Migliora la qualità della pasta italiana

La bassa contaminazione da glifosato e l’assenza di alcune micotossine rispetto alle indagini analitiche svolte dal Salvagente in anni recenti, raccontano di un frumento diverso, “coltivato in aree meno umide e per questo più solarizzato”


I consumatori hanno vinto una prima, significativa, battaglia del grano. Se la guerra per avere una materia prima davvero “pulita” è ancora lunga, le nuove analisi del Salvagente su 23 campioni di pasta (da De Cecco a Barilla, da Garofalo a La Molisana, da Alce Nero a Rummo, da Divella a Granoro fino a Voiello e altri ancora), pubblicate nel nuovo numero in edicola da martedì 23 ottobre, testimoniano però un cambio di passo: i pastai italiani non hanno retto la pressione dei consumatori e hanno cambiato rotta alle navi che importano il grano duro coltivato in altri paesi.

Sotto la spinta di un’opinione pubblica che da anni chiedeva una materia prima senza glifosato e Don, la cosiddetta vomitossina, il mercato si è dovuto adeguare.
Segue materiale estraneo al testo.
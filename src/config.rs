use std::path::Path;

use anyhow::Context;
use serde::Deserialize;

/// Config path used when none is given on the command line.
pub const DEFAULT_CONFIG_PATH: &str = "config/taskgate.toml";

/// Environment variable holding the LLM access token.
pub const TOKEN_ENV_VAR: &str = "AIPROXY_TOKEN";

#[derive(Debug, Deserialize, Clone, Default)]
#[serde(default)]
pub struct Config {
    pub server: ServerConfig,
    pub sandbox: SandboxConfig,
    pub llm: LlmConfig,
    pub executor: ExecutorConfig,
    pub routing: RoutingConfig,
    pub operations: OperationsConfig,
}

#[derive(Debug, Deserialize, Clone)]
#[serde(default)]
pub struct ServerConfig {
    pub host: String,
    pub port: u16,
    /// Allow cross-origin requests from any origin
    pub cors: bool,
}

impl Default for ServerConfig {
    fn default() -> Self {
        Self {
            host: "0.0.0.0".to_string(),
            port: 8000,
            cors: true,
        }
    }
}

/// How the sandbox decides whether a path stays under the root.
#[derive(Debug, Deserialize, Clone, Copy, PartialEq, Eq, Default)]
#[serde(rename_all = "snake_case")]
pub enum Containment {
    /// Prefix + forbidden-substring check on the raw text
    #[default]
    Lexical,
    /// Lexical check, then the resolved (symlink-free) path must stay under the root
    Canonical,
}

#[derive(Debug, Deserialize, Clone)]
#[serde(default)]
pub struct SandboxConfig {
    pub root: String,
    pub forbidden: Vec<String>,
    pub containment: Containment,
}

impl Default for SandboxConfig {
    fn default() -> Self {
        Self {
            root: "/data/".to_string(),
            forbidden: vec!["..".to_string(), "~".to_string()],
            containment: Containment::Lexical,
        }
    }
}

#[derive(Debug, Deserialize, Clone)]
#[serde(default)]
pub struct LlmConfig {
    /// "openai" (any OpenAI-compatible endpoint) or "anthropic"
    pub provider: String,
    pub model: String,
    /// Supports ${ENV_VAR} substitution. Empty disables the fallback path.
    pub api_key: String,
    /// Overrides the provider's default API base URL
    pub base_url: Option<String>,
    pub max_tokens_per_request: u32,
    pub timeout_secs: u64,
    pub max_concurrent: usize,
}

impl Default for LlmConfig {
    fn default() -> Self {
        Self {
            provider: "openai".to_string(),
            model: "gpt-4o-mini".to_string(),
            api_key: String::new(),
            base_url: None,
            max_tokens_per_request: 512,
            timeout_secs: 60,
            max_concurrent: 4,
        }
    }
}

#[derive(Debug, Deserialize, Clone)]
#[serde(default)]
pub struct ExecutorConfig {
    pub timeout_secs: u64,
    pub max_output_bytes: usize,
    pub max_concurrent: usize,
    /// Run model replies that need a shell (pipes, quotes, redirections)
    pub allow_raw_shell: bool,
    /// Programs a synthesized command may start. Empty allows any.
    pub allowed_programs: Vec<String>,
    pub shell: String,
}

impl Default for ExecutorConfig {
    fn default() -> Self {
        Self {
            timeout_secs: 60,
            max_output_bytes: 1024 * 1024,
            max_concurrent: 4,
            allow_raw_shell: true,
            allowed_programs: Vec::new(),
            shell: "sh".to_string(),
        }
    }
}

#[derive(Debug, Deserialize, Clone, Default)]
#[serde(default)]
pub struct RoutingConfig {
    pub case_insensitive: bool,
}

/// Arguments bound to the builtin operations.
///
/// Task text only selects an operation; these values decide what it acts on.
#[derive(Debug, Deserialize, Clone)]
#[serde(default)]
pub struct OperationsConfig {
    pub fetch_url: String,
    pub fetch_output: String,
    pub clone_url: String,
    pub clone_dest: String,
    pub sql_db: String,
    pub sql_query: String,
    pub sql_output: String,
    pub scrape_url: String,
    pub scrape_output: String,
    /// "html" keeps the page markup, "text" renders readable text
    pub scrape_format: String,
    pub audio_input: String,
    pub audio_output: String,
    pub markdown_input: String,
    pub markdown_output: String,
    pub csv_input: String,
    pub csv_output: String,
    /// `column=value`
    pub csv_condition: String,
    pub dates_input: String,
    pub dates_output: String,
    pub weekday: String,
    pub contacts_input: String,
    pub contacts_output: String,
    pub logs_dir: String,
    pub logs_output: String,
    pub logs_count: usize,
    pub tickets_db: String,
    pub tickets_type: String,
    pub tickets_output: String,
    pub docs_dir: String,
    pub docs_index_output: String,
    pub email_input: String,
    pub email_output: String,
}

impl Default for OperationsConfig {
    fn default() -> Self {
        Self {
            fetch_url: "https://api.example.com/data".to_string(),
            fetch_output: "/data/fetched_data.json".to_string(),
            clone_url: "https://github.com/example/repo.git".to_string(),
            clone_dest: "/data/repo".to_string(),
            sql_db: "/data/database.db".to_string(),
            sql_query: "SELECT * FROM sqlite_master;".to_string(),
            sql_output: "/data/query_output.json".to_string(),
            scrape_url: "https://example.com".to_string(),
            scrape_output: "/data/scraped_content.html".to_string(),
            scrape_format: "html".to_string(),
            audio_input: "/data/audio.mp3".to_string(),
            audio_output: "/data/transcription.txt".to_string(),
            markdown_input: "/data/docs/file.md".to_string(),
            markdown_output: "/data/docs/file.html".to_string(),
            csv_input: "/data/input.csv".to_string(),
            csv_output: "/data/output.json".to_string(),
            csv_condition: "status=active".to_string(),
            dates_input: "/data/dates.txt".to_string(),
            dates_output: "/data/dates-wednesdays.txt".to_string(),
            weekday: "Wednesday".to_string(),
            contacts_input: "/data/contacts.json".to_string(),
            contacts_output: "/data/contacts-sorted.json".to_string(),
            logs_dir: "/data/logs".to_string(),
            logs_output: "/data/logs-recent.txt".to_string(),
            logs_count: 10,
            tickets_db: "/data/ticket-sales.db".to_string(),
            tickets_type: "Gold".to_string(),
            tickets_output: "/data/ticket-sales-gold.txt".to_string(),
            docs_dir: "/data/docs".to_string(),
            docs_index_output: "/data/docs/index.json".to_string(),
            email_input: "/data/email.txt".to_string(),
            email_output: "/data/email-sender.txt".to_string(),
        }
    }
}

impl LlmConfig {
    /// The fallback path only runs with a token configured
    pub fn has_api_key(&self) -> bool {
        !self.api_key.trim().is_empty()
    }
}

impl Config {
    pub fn load(path: &str) -> anyhow::Result<Self> {
        let content = std::fs::read_to_string(path)
            .with_context(|| format!("Cannot read config file {path}"))?;
        let mut config = Self::parse(&content)?;
        config.apply_env_token();
        Ok(config)
    }

    /// Loads `path`, or built-in defaults when the default config file is missing.
    pub fn load_or_default(path: &str) -> anyhow::Result<Self> {
        if path == DEFAULT_CONFIG_PATH && !Path::new(path).exists() {
            let mut config = Self::default();
            config.apply_env_token();
            return Ok(config);
        }
        Self::load(path)
    }

    /// Parses TOML after expanding ${ENV_VAR} references. Unset variables expand to "".
    pub fn parse(content: &str) -> anyhow::Result<Self> {
        let expanded = shellexpand::env_with_context_no_errors(content, |var| {
            Some(std::env::var(var).unwrap_or_default())
        });
        let config: Config = toml::from_str(&expanded).context("Invalid config file")?;
        Ok(config)
    }

    fn apply_env_token(&mut self) {
        if !self.llm.has_api_key() {
            if let Ok(token) = std::env::var(TOKEN_ENV_VAR) {
                self.llm.api_key = token;
            }
        }
    }
}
La bassa contaminazione da glifosato e l’assenza di alcune micotossine rispetto alle indagini analitiche svolte dal nostro giornale in anni recenti, raccontano di un frumento diverso, “coltivato in aree meno umide e per questo più solarizzato”, spiega al mensile leader nei Test di laboratorio contro le truffe ai consumatori il professor Alberto Ritieni, grande esperto dei micotossine. La presenza contenuta di glifosato, poi, segnala l’impiego di un grano meno trattato di quello del Nord America che è “essiccato” chimicamente con il noto erbicida della Monsanto, ritenuto “probabile cancerogeno” dalla Iarc.

In altre parole i nuovi risultati delle analisi del Salvagente confermano che la materia prima è oggi diversa da quel grano, canadese e statunitense, spesso troppo contaminato dal Don e con residui di glifosato davvero preoccupanti. “L’industria italiana ha dovuto cambiare le rotte dell’approvvigionamento perché i consumatori hanno chiesto di cambiare la pasta”, spiega Rolando Manfredini, responsabile Sicurezza alimentare della Coldiretti.

E la conferma arriva direttamente dai dati Istat sulle importazioni cerealicole: in meno di due anni, dal 2016 ad oggi, il grano canadese si è letteralmente azzerato passando da oltre un miliardo di chili ad appena 43 milioni nel primo semestre 2018. Nello stesso periodo il “duro” statunitense è sceso di quasi il 60% mentre parallelamente il grano francese ha per due anni di seguito raddoppiato i quantitativi, passando da quinto ai primissimi posti tra i fornitori di frumento dell’Italia.

La provenienza, come abbiamo più volte rimarcato, da sola non garantisce qualità. Tuttavia aver ridotto l’uso di un grano come quello nord americano mette al riparo da alcuni rischi, come quello del glifosato che in questi paesi è autorizzato anche in fase di pre-raccolta per favorire la maturazione dei chicchi: si usa la chimica perché la natura – il sole – è meno clemente. Ognuno tragga le sue considerazioni.

I dati del mensile dei consumatori invitano a un cauto ottimismo. Trovare campioni con anche 4 o 5 residui di pesticidi, con il rischio dell’effetto combinato sulla nostra salute, così come l’insorgenza di micotossine diverse da quelle a cui eravamo abituati suggeriscono che è ancora presto per cantar vittoria. E invitano a non abbassare la guardia.

Oltre all’analisi su pesticidi e micotossine, i laboratori incaricati dal Salvagente hanno valutato anche il contenuto di proteine e, attraverso le prove di cottura, quelle che non deludono nel piatto.

di C. S.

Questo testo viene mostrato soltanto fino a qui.